7 Steps to Prevent Financial Abuse of Elders
  1. Talk about money. ...
  2. Offer to assist your parents with monthly bill paying. ...
  3. Meet your parents' friends. ...
  4. Be present in your parents' lives. ...
  5. Notify your parents' bank. ...
  6. Carefully vet caregivers. ...
  7. Check credit reports regularly.

What is the best way to protect an elderly parents assets? ›

Ensure your parents have an up-to-date will. You can explore establishing trusts for asset protection and estate planning. Consult with an estate planning attorney to tailor a plan that meets your parents' specific needs and wishes. Consult with a financial advisor experienced in elder finance issues.

When should I take over my elderly parents' finances? ›

When Is It Time To Start Managing Your Parent's Finances?
  1. There are piles of unopened mail at the house.
  2. Your parents seem to lose track of cash or checks.
  3. Your parents cannot explain calls from creditors.
  4. Your parents complain about not having enough money.
  5. You notice frequent and uncharacteristic trips to the bank.
Jan 18, 2024

How can I save money when I have a lot of kids? ›

Check out these money-saving tips for families:
  1. Focus on food costs. ...
  2. Keep birthdays simple. ...
  3. Give secondhand a chance. ...
  4. Choose frugal fun. ...
  5. Plan ahead for the holidays. ...
  6. Hack your housing costs. ...
  7. Talk budgeting and saving with your kids.
Sep 3, 2024

What is a good way to save money when you have a baby? ›

But that's not the only way you can save money.
  • Buy in Bulk. If you're not buying in bulk, you're missing out! ...
  • Accept Gifts From Friends and Family. ...
  • Start Couponing. ...
  • Buy Generic. ...
  • Look Into Tax Deductions. ...
  • See What Insurance Can Cover. ...
  • Join Buy/Sell/Trade Groups. ...
  • Don't Shy Away From Secondhand Goods.

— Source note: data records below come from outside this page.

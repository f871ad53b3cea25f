pub mod context;
pub mod prompts;
pub mod provider;
pub mod providers;
pub mod types;

pub use provider::{LLMProvider, ModelError};
pub use types::{
    CompletionRequest, CompletionResponse, FinishReason, Message, MessageRole, ToolCall,
    ToolSchema, Usage,
};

Is 37 too late to save for retirement? ›

It's never too late to start saving money for your retirement. 401(k)s and traditional individual retirement accounts (IRAs) are among the most popular choices.

How much does the average household have saved for retirement? ›

Key Facts on Retirement Savings

As of 2022, the median household retirement savings for Americans under age 35 is $18,000. As of 2022, the median household retirement savings for Americans ages 65-74 is $200,000. In 2022, the average (median) retirement savings for American households was $87,000.